Jun 28th, 2022 | By | Category: Fixed Income

VanEck has launched a new fixed income ETF in the US providing actively managed exposure to collateralized loan obligations (CLOs).

Laila Kollmorgen, Managing Director within PineBridge Investments Leverage Finance Group

Laila Kollmorgen, Managing Director within PineBridge Investments’ Leveraged Finance Group.

The VanEck CLO ETF (CLOI US) has been listed on NYSE Arca, coming to market with $25 million in assets under management.

CLOs are debt securities issued in different tranches by a trust or other special purpose vehicle and backed by an underlying portfolio consisting typically of below-investment-grade corporate loans.

The underlying loans, which are selected by a CLO’s manager, typically may include domestic and foreign senior secured loans, senior unsecured loans, and subordinate corporate loans.

CLOs have historically been available only to institutional investors and were only being packaged within the ETF wrapper for the first time in 2020. They typically exhibit low volatility and low downgrade risk and may serve to diversify a traditional fixed income portfolio.

Investment approach

The ETF is sub-advised by PineBridge Investments, a private, global investment manager with approximately $150 billion in assets under management. PineBridge markets itself as a specialist in high-conviction investing.

Day-to-day operations of the ETF will be overseen by Laila Kollmorgen, Managing Director within PineBridge Investments’ Leveraged Finance Group, who is responsible for managing investments in CLOs issued by third-party managers. Kollmorgen will be supported by Fran Rodilosso, Head of Fixed Income ETF Portfolio Management at VanEck.

The ETF invests at least 80% of its assets in CLOs with investment-grade credit ratings, and the fund may not hold any security with a rating below BB-. Up to 30% of the portfolio may be invested in CLOs that are denominated in currencies other than the US dollar.

PineBridge utilizes bottom-up analysis to select CLOs based on several factors including an assessment of the CLO manager, the CLO’s underlying collateral, performance under various stress scenarios, and an analysis of the CLO’s documentation and structural terms.
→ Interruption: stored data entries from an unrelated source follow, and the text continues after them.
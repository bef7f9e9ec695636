//! Tests for the diagnostics emitted through `tracing`.
//!
//! A capturing layer on top of the `tracing-subscriber` registry records every
//! event together with its fields, so the tests can assert on what an
//! operator would see in the logs.

use std::{
    collections::HashMap,
    fmt,
    panic,
    sync::{Arc, Mutex},
};

use fnslot::{Function, FunctionRef};
use tracing::{
    Event, Level, Subscriber,
    field::{Field, Visit},
};
use tracing_subscriber::{Layer, layer::Context, layer::SubscriberExt};

#[derive(Debug, Clone)]
struct CapturedEvent {
    level: Level,
    fields: HashMap<&'static str, String>,
}

impl CapturedEvent {
    fn field(&self, name: &str) -> Option<&str> {
        self.fields.get(name).map(String::as_str)
    }
}

struct FieldVisitor<'a> {
    fields: &'a mut HashMap<&'static str, String>,
}

impl Visit for FieldVisitor<'_> {
    fn record_str(&mut self, field: &Field, value: &str) {
        self.fields.insert(field.name(), value.to_owned());
    }

    fn record_debug(&mut self, field: &Field, value: &dyn fmt::Debug) {
        self.fields.insert(field.name(), format!("{value:?}"));
    }
}

#[derive(Clone, Default)]
struct CaptureLayer {
    events: Arc<Mutex<Vec<CapturedEvent>>>,
}

impl CaptureLayer {
    fn events(&self) -> Vec<CapturedEvent> {
        self.events.lock().unwrap().clone()
    }
}

impl<S: Subscriber> Layer<S> for CaptureLayer {
    fn on_event(&self, event: &Event<'_>, _ctx: Context<'_, S>) {
        let mut fields = HashMap::new();
        event.record(&mut FieldVisitor {
            fields: &mut fields,
        });
        self.events.lock().unwrap().push(CapturedEvent {
            level: *event.metadata().level(),
            fields,
        });
    }
}

/// Runs `f` with a capturing subscriber installed on the current thread.
fn capture<R>(f: impl FnOnce() -> R) -> (R, Vec<CapturedEvent>) {
    let layer = CaptureLayer::default();
    let subscriber = tracing_subscriber::registry().with(layer.clone());
    let result = tracing::subscriber::with_default(subscriber, f);
    (result, layer.events())
}

#[test]
fn test_unbound_invocation_emits_error_event() {
    let (result, events) = capture(|| {
        let mut function = Function::<fn(i32) -> i32, 16>::empty();
        panic::catch_unwind(panic::AssertUnwindSafe(|| function.call(1)))
    });

    let payload = result.unwrap_err();
    let message = payload
        .downcast_ref::<String>()
        .expect("panic payload is a formatted message");
    assert!(message.starts_with("invoked an unbound Function with signature"));

    let error = events
        .iter()
        .find(|event| event.level == Level::ERROR)
        .expect("an error event was emitted");
    assert_eq!(error.field("wrapper"), Some("Function"));
    assert_eq!(error.field("signature"), Some("fn(i32) -> i32"));
    assert!(error.field("location").unwrap().contains("tracing_events.rs"));
    assert_eq!(
        error.field("message"),
        Some("invoked a callable wrapper with nothing bound")
    );
}

#[test]
fn test_unbound_function_ref_emits_error_event() {
    let (result, events) = capture(|| {
        let mut function_ref = FunctionRef::<fn()>::empty();
        panic::catch_unwind(panic::AssertUnwindSafe(|| function_ref.call()))
    });

    assert!(result.is_err());
    let errors: Vec<_> = events
        .iter()
        .filter(|event| event.level == Level::ERROR)
        .collect();
    assert_eq!(errors.len(), 1);
    assert_eq!(errors[0].field("wrapper"), Some("FunctionRef"));
}

#[test]
fn test_rejected_callable_emits_debug_event() {
    let (rejected, events) = capture(|| {
        let payload = [0u8; 64];
        Function::<fn() -> u8, 16>::try_new(move || payload[0]).is_err()
    });
    assert!(rejected);

    let debug = events
        .iter()
        .find(|event| event.level == Level::DEBUG)
        .expect("a debug event was emitted");
    assert_eq!(debug.field("capacity"), Some("16"));
    assert_eq!(debug.field("size"), Some("64"));
    assert_eq!(debug.field("message"), Some("callable does not fit"));
}

#[test]
fn test_binding_and_clearing_emit_trace_events() {
    let ((), events) = capture(|| {
        let mut function = Function::<fn(u8) -> u8, 16>::new(|n: u8| n);
        function.clear();
    });

    let messages: Vec<_> = events
        .iter()
        .filter(|event| event.level == Level::TRACE)
        .filter_map(|event| event.field("message"))
        .collect();
    assert_eq!(messages, ["bound callable", "dropping callable"]);
}

#[test]
fn test_successful_calls_are_silent() {
    let (output, events) = capture(|| {
        let mut double = |n: u32| n * 2;
        let mut function_ref = FunctionRef::<fn(u32) -> u32>::new(&mut double);
        let before = function_ref.call(1);
        (before, function_ref.call(2))
    });

    assert_eq!(output, (2, 4));
    assert!(!events.is_empty());
    assert!(events.iter().all(|event| event.level == Level::TRACE));
}

#[test]
fn test_dropping_bound_function_emits_trace_event() {
    let ((), events) = capture(|| {
        let _function = Function::<fn(u8) -> u8, 16>::new(|n: u8| n + 1);
    });

    let dropped: Vec<_> = events
        .iter()
        .filter(|event| event.field("message") == Some("dropping callable"))
        .collect();
    assert_eq!(dropped.len(), 1);
    assert_eq!(dropped[0].field("capacity"), Some("16"));

    // Dropping an empty function and a moved-from source stays silent
    let ((), events) = capture(|| {
        let _empty = Function::<fn(u8) -> u8, 16>::empty();
        let mut source = Function::<fn(u8) -> u8, 16>::new(|n: u8| n);
        let _target = source.take();
    });
    let dropped = events
        .iter()
        .filter(|event| event.field("message") == Some("dropping callable"))
        .count();
    assert_eq!(dropped, 1);
}

#[test]
fn test_rebinding_reports_previous_and_new_occupant() {
    fn first(n: u8) -> u8 {
        n
    }

    let (mut function, events) = capture(|| {
        let mut function = Function::<fn(u8) -> u8, 16>::new(first);
        function.set(|n: u8| n * 2);
        let payload = [0u8; 32];
        assert!(function.try_set(move |n: u8| n + payload[0]).is_err());
        function
    });

    // The rejected callable left the previous occupant in place
    assert_eq!(function.call(4), 8);

    let messages: Vec<_> = events
        .iter()
        .filter_map(|event| event.field("message"))
        .collect();
    assert_eq!(
        messages,
        [
            "bound callable",
            "dropping callable",
            "bound callable",
            "callable does not fit",
        ]
    );

    let rejected = events
        .iter()
        .find(|event| event.level == Level::DEBUG)
        .expect("the rejection was reported");
    assert_eq!(rejected.field("size"), Some("32"));
    assert_eq!(rejected.field("align"), Some("1"));
}
//! Module containing the owning, fixed-capacity callable

mod raw;
mod storage;
mod vtable;

pub use self::{raw::RawFunction, storage::MAX_ALIGN};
This is combined with a top-down overlay incorporating PineBridge’s credit views and risk factor positioning.

As of 23 June, nearly half (46.9%) of the ETF’s allocation was in CLOs rated AA and another third (29.3%) in those rated AAA. The next-largest credit bucket was BBB at 14.1%. The fund was exhibiting a yield to maturity of 5.96% with a spread duration of 5.37 years.

The ETF comes with an expense ratio of 0.40%.

Commenting on the launch, William Sokol, Senior ETF Product Manager at VanEck, said: “The growth of the CLO market has been driven by the benefits they provide, including enhanced yields versus equivalently rated bonds and loans and their considerable structural protections. In today’s rising rate environment, the floating rate coupons of CLOs make them particularly attractive. We’re excited to launch CLOI with PineBridge at a time when investors looking for enhanced income and risk protection have few options.”

Laila Kollmorgen added: “Our institutional clients have understood the strong value proposition of our CLO strategies for more than 20 years, and we are looking forward to extending access to this market to a broader investor base. I’m looking forward to partnering with VanEck on this strategy which aims to allow investors to combine the value of CLOs with the transparency, liquidity, and cost benefits of an ETF.”

Investors interested in CLOs may also wish to consider two ETFs offered by Janus Henderson Investors – the $1.4 billion Janus Henderson AAA CLO ETF (JAAA US) which targets CLOs with the highest credit rating of AAA, and the $80m Janus Henderson B-BBB CLO ETF (JBBB US) which focuses on lower-rated CLOs, those with ratings between BBB and B.

JAAA comes with an expense ratio of 0.26%, while JBBB costs 0.49%.